_Task to complete:_
Select the lines of the records containing the word "format" and list them.

_Records from a collection:_

impl<S> Migrator<S>
where
    S: AtomicGraph,
    S::Error: Display,
{
    /// Create a Migrator writing into `store`
    pub fn new(store: S, config: MigrationConfig) -> Result<Self, MigrationError> {
        config.validate()?;
        Ok(Self {
            store,
            config,
            span: Span::none(),
        })
    }

    /// Emit events under the given span
    pub fn with_span(mut self, span: Span) -> Self {
        self.span = span;
        self
    }

    /// The underlying store
    pub fn store(&self) -> &S {
        &self.store
    }

    /// Mutable access to the underlying store
    pub fn store_mut(&mut self) -> &mut S {
        &mut self.store
    }

    /// Give back the store
    pub fn into_store(self) -> S {
        self.store
    }

    /// The active configuration
    pub fn config(&self) -> &MigrationConfig {
        &self.config
    }

    /// Migrate one legacy document and all of its rows
    ///
    /// Fails only when the document node cannot be written. Everything else
    /// is reported per item.
    pub fn migrate_document(
        &mut self,
        doc: &LegacyDocument,
    ) -> Result<MigrationReport, MigrationError> {
        let span = self.span.clone();
        let _entered = span.enter();
        tracing::info!(
            source_id = %doc.source.id,
            title = %doc.source.title,
            items = doc.item_count(),
            "migrating legacy document"
        );

        let document_node = self.migrate_source(&doc.source)?;
        let mut report = MigrationReport::new(document_node);

        for chunk in &doc.chunks {
            self.migrate_chunk(document_node, chunk, &mut report);
        }
        for entity in &doc.entities {
            self.migrate_entity(document_node, entity, &mut report);
        }
        for claim in &doc.claims {
            self.migrate_claim(document_node, claim, &mut report);
        }
        for relationship in &doc.relationships {
            self.migrate_relationship(document_node, relationship, &mut report);
        }
        if self.config.migrate_participation {
            for row in &doc.claim_entities {
                self.migrate_participation(document_node, row, &mut report);
            }
        }

        if report.is_complete() {
            tracing::info!(source_id = %doc.source.id, summary = %report.summary(), "migration complete");
        } else {
            tracing::warn!(source_id = %doc.source.id, summary = %report.summary(), "migration finished with gaps");
        }
        Ok(report)
    }

    fn migrate_source(&mut self, source: &LegacySource) -> Result<NodeId, MigrationError> {
        let fail = |reason: String| MigrationError::Document {
            source_id: source.id.clone(),
            reason,
        };

        let label = document_label(source);
        let mut properties = Properties::new()
            .with("filename", source.filename.as_str())
            .with("file_type", source.file_type.as_str())
            .with("is_demo", source.is_demo)
            .with("source_id", source.id.as_str());
        if let Some(pages) = source.total_pages {
            properties = properties.with("total_pages", pages);
        }

        // The document is its own evidence
        let trust = source.source_trust.unwrap_or(self.config.default_trust);
        let node = NewNode::new(NodeType::DOCUMENT, label.clone()).with_properties(properties);
        let provenance = NewProvenance::new(NodeId::nil())
            .excerpt(format!("Document: {label}"))
            .confidence(1.0)
            .trust(trust)
            .status(ReviewStatus::Approved);

        let (node_id, _) = self
            .store
            .create_self_sourced_node(node, provenance)
            .map_err(|e| fail(e.to_string()))?;

        tracing::debug!(%node_id, source_id = %source.id, "document node created");
        Ok(node_id)
    }

    fn migrate_chunk(&mut self, document: NodeId, chunk: &LegacyChunk, report: &mut MigrationReport) {
        let mut properties = Properties::new().with("chunk_index", chunk.chunk_index);
        if let Some(position) = chunk.narrative_position {
            properties = properties.with("narrative_position", position);
        }
        if let Some(title) = &chunk.chapter_title {
            properties = properties.with("chapter_title", title.as_str());
        }
        if let Some(number) = chunk.chapter_number {
            properties = properties.with("chapter_number", number);
        }

        let mut location = Location {
            page: chunk.page_start,
            ..Default::default()
        };
        if let Some(title) = &chunk.chapter_title {
            location = location.with_chapter(title.as_str());
        }

        let node = NewNode::new(NodeType::CHUNK, format!("Chunk {}", chunk.chunk_index))
            .with_properties(properties);
        let provenance = NewProvenance::new(document)
            .excerpt(chunk.content.as_str())
            .location(location)
            .confidence(1.0)
            .trust(1.0)
            .status(ReviewStatus::Approved);

        match self.store.create_node_with_provenance(node, provenance) {
            Ok((node_id, _)) => {
                report.created.chunks += 1;
                report.created.provenance += 1;
                report.map(ItemKind::Chunk, &chunk.id, node_id);
            }
            Err(e) => {
                tracing::warn!(legacy_id = %chunk.id, error = %e, "skipping chunk");
                report.skip(ItemKind::Chunk, chunk.id.as_str(), e.to_string());
            }
        }
    }

    fn migrate_entity(
        &mut self,
        document: NodeId,
        entity: &LegacyEntity,
        report: &mut MigrationReport,
    ) {
        let node_type = match NodeType::new(&entity.entity_type) {
            Ok(node_type) => node_type,
            Err(reason) => {
                tracing::warn!(legacy_id = %entity.id, %reason, "skipping entity");
                report.skip(ItemKind::Entity, entity.id.as_str(), reason);
                return;
            }
        };

        let mut properties = Properties::new()
            .with("entity_type", entity.entity_type.as_str())
            .with("aliases", entity.aliases.clone());
        if let Some(description) = &entity.description {
            properties = properties.with("description", description.as_str());
        }

        let node = NewNode::new(node_type, entity.name.as_str()).with_properties(properties);
        let mut provenance = NewProvenance::new(document)
            .confidence(entity.confidence)
            .status(legacy_status(&entity.id, &entity.review_status));
        if let Some(description) = &entity.description {
            provenance = provenance.excerpt(description.as_str());
        }

        match self.store.create_node_with_provenance(node, provenance) {
            Ok((node_id, _)) => {
                report.created.entities += 1;
                report.created.provenance += 1;
                report.map(ItemKind::Entity, &entity.id, node_id);
            }
            Err(e) => {
                tracing::warn!(legacy_id = %entity.id, error = %e, "skipping entity");
                report.skip(ItemKind::Entity, entity.id.as_str(), e.to_string());
            }
        }
    }

    fn migrate_claim(&mut self, document: NodeId, claim: &LegacyClaim, report: &mut MigrationReport) {
        let mut properties = Properties::new().with("narrative_position", claim.narrative_position);
        if let Some(event_type) = &claim.event_type {
            properties = properties.with("event_type", event_type.as_str());
        }
        if let Some(description) = &claim.description {
            properties = properties.with("description", description.as_str());
        }
        if let Some(position) = claim.chronological_position {
            properties = properties.with("chronological_position", position);
        }

        let node = NewNode::new(claim_node_type(&claim.claim_type), claim.title.as_str())
            .with_properties(properties);
        let mut provenance = NewProvenance::new(document)
            .confidence(claim.confidence)
            .status(legacy_status(&claim.id, &claim.review_status));
        if let Some(description) = &claim.description {
            provenance = provenance.excerpt(description.as_str());
        }
        if let Some(date_text) = &claim.date_text {
            provenance = provenance.claimed_time_text(date_text.as_str());
        }

        let node_id = match self.store.create_node_with_provenance(node, provenance) {
            Ok((node_id, _)) => node_id,
            Err(e) => {
                tracing::warn!(legacy_id = %claim.id, error = %e, "skipping claim");
                report.skip(ItemKind::Claim, claim.id.as_str(), e.to_string());
                return;
            }
        };
        report.created.claims += 1;
        report.created.provenance += 1;
        report.map(ItemKind::Claim, &claim.id, node_id);

        if self.config.record_ordering_claims {
            self.record_ordering(document, node_id, PositionKind::Narrative, claim.narrative_position, report);
            if let Some(position) = claim.chronological_position {
                self.record_ordering(document, node_id, PositionKind::Chronological, position, report);
            }
        }
    }

    fn record_ordering(
        &mut self,
        document: NodeId,
        claim: NodeId,
        kind: PositionKind,
        position: i64,
        report: &mut MigrationReport,
    ) {
        let excerpt = match kind {
            PositionKind::Narrative => format!("Narrative position: {position}"),
            PositionKind::Chronological => format!("Chronological position: {position}"),
        };
        let provenance = NewProvenance::new(document)
            .excerpt(excerpt)
            .location(Location::ordering(kind, position))
            .modality(Modality::Inferred)
            .status(ReviewStatus::Approved);

        match self.store.create_provenance(Target::Node(claim), provenance) {
            Ok(_) => report.created.provenance += 1,
            Err(e) => {
                tracing::warn!(%claim, ?kind, error = %e, "failed to record ordering provenance");
                report
                    .errors
                    .push(format!("ordering provenance for claim {claim}: {e}"));
            }
        }
    }

    fn migrate_relationship(
        &mut self,
        document: NodeId,
        relationship: &LegacyRelationship,
        report: &mut MigrationReport,
    ) {
        let endpoints = (
            report.node_for(ItemKind::Entity, &relationship.entity_a_id),
            report.node_for(ItemKind::Entity, &relationship.entity_b_id),
        );
        let (source, target) = match endpoints {
            (Some(source), Some(target)) => (source, target),
            (source, _) => {
                let missing = if source.is_none() {
                    &relationship.entity_a_id
                } else {
                    &relationship.entity_b_id
                };
                let reason = format!("entity {missing} was not migrated");
                tracing::warn!(legacy_id = %relationship.id, %reason, "skipping relationship");
                report.skip(ItemKind::Relationship, relationship.id.as_str(), reason);
                return;
            }
        };

        let edge_type = match EdgeType::new(&relationship.relationship_type) {
            Ok(edge_type) => edge_type,
            Err(reason) => {
                tracing::warn!(legacy_id = %relationship.id, %reason, "skipping relationship");
                report.skip(ItemKind::Relationship, relationship.id.as_str(), reason);
                return;
            }
        };

        let mut properties = Properties::new();
        if let Some(description) = &relationship.description {
            properties = properties.with("description", description.as_str());
        }
        let edge = NewEdge::new(edge_type, source, target).with_properties(properties);
        let mut provenance = NewProvenance::new(document)
            .confidence(relationship.confidence)
            .status(legacy_status(&relationship.id, &relationship.review_status));
        if let Some(description) = &relationship.description {
            provenance = provenance.excerpt(description.as_str());
        }

        match self.store.create_edge_with_provenance(edge, provenance) {
            Ok(_) => {
                report.created.relationships += 1;
                report.created.provenance += 1;
            }
            Err(e) => {
                tracing::warn!(legacy_id = %relationship.id, error = %e, "skipping relationship");
                report.skip(ItemKind::Relationship, relationship.id.as_str(), e.to_string());
            }
        }
    }

    fn migrate_participation(
        &mut self,
        document: NodeId,
        row: &LegacyClaimEntity,
        report: &mut MigrationReport,
    ) {
        let legacy_id = format!("{}/{}", row.claim_id, row.entity_id);
        let claim = report.node_for(ItemKind::Claim, &row.claim_id);
        let entity = report.node_for(ItemKind::Entity, &row.entity_id);
        let (Some(claim), Some(entity)) = (claim, entity) else {
            let reason = "claim or entity was not migrated".to_string();
            tracing::warn!(%legacy_id, %reason, "skipping participation");
            report.skip(ItemKind::Participation, legacy_id, reason);
            return;
        };

        let mut properties = Properties::new();
        if let Some(role) = &row.role {
            properties = properties.with("role", role.as_str());
        }
        let edge = NewEdge::new(EdgeType::INVOLVED_IN, entity, claim).with_properties(properties);
        let provenance = NewProvenance::new(document).status(ReviewStatus::Approved);

        match self.store.create_edge_with_provenance(edge, provenance) {
            Ok(_) => {
                report.created.participations += 1;
                report.created.provenance += 1;
            }
            Err(e) => {
                tracing::warn!(%legacy_id, error = %e, "skipping participation");
                report.skip(ItemKind::Participation, legacy_id, e.to_string());
            }
        }
    }
}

_Problem solution:_
            .excerpt(format!("Document: {label}"))
        let node = NewNode::new(NodeType::CHUNK, format!("Chunk {}", chunk.chunk_index))
            PositionKind::Narrative => format!("Narrative position: {position}"),
            PositionKind::Chronological => format!("Chronological position: {position}"),
                    .push(format!("ordering provenance for claim {claim}: {e}"));
                let reason = format!("entity {missing} was not migrated");
        let legacy_id = format!("{}/{}", row.claim_id, row.entity_id);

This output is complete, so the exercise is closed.